## TASK DETAILS
Give back the line below containing "pub trait EventHandler" and every later line, exactly.

## SUPPLIED MATERIAL
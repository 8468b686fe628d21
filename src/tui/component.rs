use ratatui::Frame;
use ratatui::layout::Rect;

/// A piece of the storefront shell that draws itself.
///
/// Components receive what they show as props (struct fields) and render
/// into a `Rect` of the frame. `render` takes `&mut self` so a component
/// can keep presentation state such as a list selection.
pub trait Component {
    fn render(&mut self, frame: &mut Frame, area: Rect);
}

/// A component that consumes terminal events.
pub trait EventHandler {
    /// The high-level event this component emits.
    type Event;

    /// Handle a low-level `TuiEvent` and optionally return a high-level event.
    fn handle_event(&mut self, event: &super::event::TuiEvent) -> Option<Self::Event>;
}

## ANSWER
pub trait EventHandler {
    /// The high-level event this component emits.
    type Event;

    /// Handle a low-level `TuiEvent` and optionally return a high-level event.
    fn handle_event(&mut self, event: &super::event::TuiEvent) -> Option<Self::Event>;
}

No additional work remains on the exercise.